• **DATA RECORDS**:
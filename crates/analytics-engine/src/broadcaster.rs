//! Fan-out of per-tick snapshots to live subscribers.
//!
//! Each subscriber gets its own bounded channel so one slow or disconnected
//! consumer can never stall tick processing. Delivery is fire-and-forget: a
//! full buffer loses the event (drop-newest), a closed channel removes the
//! subscriber.

use common::analytics::LiveSnapshot;
use std::collections::HashMap;
use tokio::sync::mpsc;
use tokio::sync::RwLock;
use uuid::Uuid;

pub struct Broadcaster {
    buffer_capacity: usize,
    subscribers: RwLock<HashMap<Uuid, mpsc::Sender<LiveSnapshot>>>,
}

impl Broadcaster {
    pub fn new(buffer_capacity: usize) -> Self {
        Self {
            buffer_capacity: buffer_capacity.max(1),
            subscribers: RwLock::new(HashMap::new()),
        }
    }

    pub async fn subscribe(&self) -> (Uuid, mpsc::Receiver<LiveSnapshot>) {
        let (tx, rx) = mpsc::channel(self.buffer_capacity);
        let id = Uuid::new_v4();
        let mut subscribers = self.subscribers.write().await;
        subscribers.insert(id, tx);
        telemetry::metrics::LIVE_SUBSCRIBERS.set(subscribers.len() as i64);
        (id, rx)
    }

    pub async fn unsubscribe(&self, id: Uuid) {
        let mut subscribers = self.subscribers.write().await;
        subscribers.remove(&id);
        telemetry::metrics::LIVE_SUBSCRIBERS.set(subscribers.len() as i64);
    }

    pub async fn subscriber_count(&self) -> usize {
        self.subscribers.read().await.len()
    }

    /// Publish one tick's snapshot to every subscriber without awaiting any
    /// of them.
    pub async fn publish(&self, snapshot: &LiveSnapshot) {
        let mut closed = Vec::new();
        {
            let subscribers = self.subscribers.read().await;
            for (id, tx) in subscribers.iter() {
                match tx.try_send(snapshot.clone()) {
                    Ok(()) => {}
                    Err(mpsc::error::TrySendError::Full(_)) => {
                        telemetry::metrics::LIVE_EVENTS_DROPPED.inc();
                    }
                    Err(mpsc::error::TrySendError::Closed(_)) => closed.push(*id),
                }
            }
        }

        if !closed.is_empty() {
            let mut subscribers = self.subscribers.write().await;
            for id in closed {
                subscribers.remove(&id);
            }
            telemetry::metrics::LIVE_SUBSCRIBERS.set(subscribers.len() as i64);
        }
    }
}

• **ACTIVITY**: After reading the listing, write out every line of it exactly.

• **ANSWER BOX**:
filename crates/analytics-engine/src/broadcaster.rs
//! Fan-out of per-tick snapshots to live subscribers.
//!
//! Each subscriber gets its own bounded channel so one slow or disconnected
//! consumer can never stall tick processing. Delivery is fire-and-forget: a
//! full buffer loses the event (drop-newest), a closed channel removes the
//! subscriber.

use common::analytics::LiveSnapshot;
use std::collections::HashMap;
use tokio::sync::mpsc;
use tokio::sync::RwLock;
use uuid::Uuid;

pub struct Broadcaster {
    buffer_capacity: usize,
    subscribers: RwLock<HashMap<Uuid, mpsc::Sender<LiveSnapshot>>>,
}

impl Broadcaster {
    pub fn new(buffer_capacity: usize) -> Self {
        Self {
            buffer_capacity: buffer_capacity.max(1),
            subscribers: RwLock::new(HashMap::new()),
        }
    }

    pub async fn subscribe(&self) -> (Uuid, mpsc::Receiver<LiveSnapshot>) {
        let (tx, rx) = mpsc::channel(self.buffer_capacity);
        let id = Uuid::new_v4();
        let mut subscribers = self.subscribers.write().await;
        subscribers.insert(id, tx);
        telemetry::metrics::LIVE_SUBSCRIBERS.set(subscribers.len() as i64);
        (id, rx)
    }

    pub async fn unsubscribe(&self, id: Uuid) {
        let mut subscribers = self.subscribers.write().await;
        subscribers.remove(&id);
        telemetry::metrics::LIVE_SUBSCRIBERS.set(subscribers.len() as i64);
    }

    pub async fn subscriber_count(&self) -> usize {
        self.subscribers.read().await.len()
    }

    /// Publish one tick's snapshot to every subscriber without awaiting any
    /// of them.
    pub async fn publish(&self, snapshot: &LiveSnapshot) {
        let mut closed = Vec::new();
        {
            let subscribers = self.subscribers.read().await;
            for (id, tx) in subscribers.iter() {
                match tx.try_send(snapshot.clone()) {
                    Ok(()) => {}
                    Err(mpsc::error::TrySendError::Full(_)) => {
                        telemetry::metrics::LIVE_EVENTS_DROPPED.inc();
                    }
                    Err(mpsc::error::TrySendError::Closed(_)) => closed.push(*id),
                }
            }
        }

        if !closed.is_empty() {
            let mut subscribers = self.subscribers.write().await;
            for id in closed {
                subscribers.remove(&id);
            }
            telemetry::metrics::LIVE_SUBSCRIBERS.set(subscribers.len() as i64);
        }
    }
}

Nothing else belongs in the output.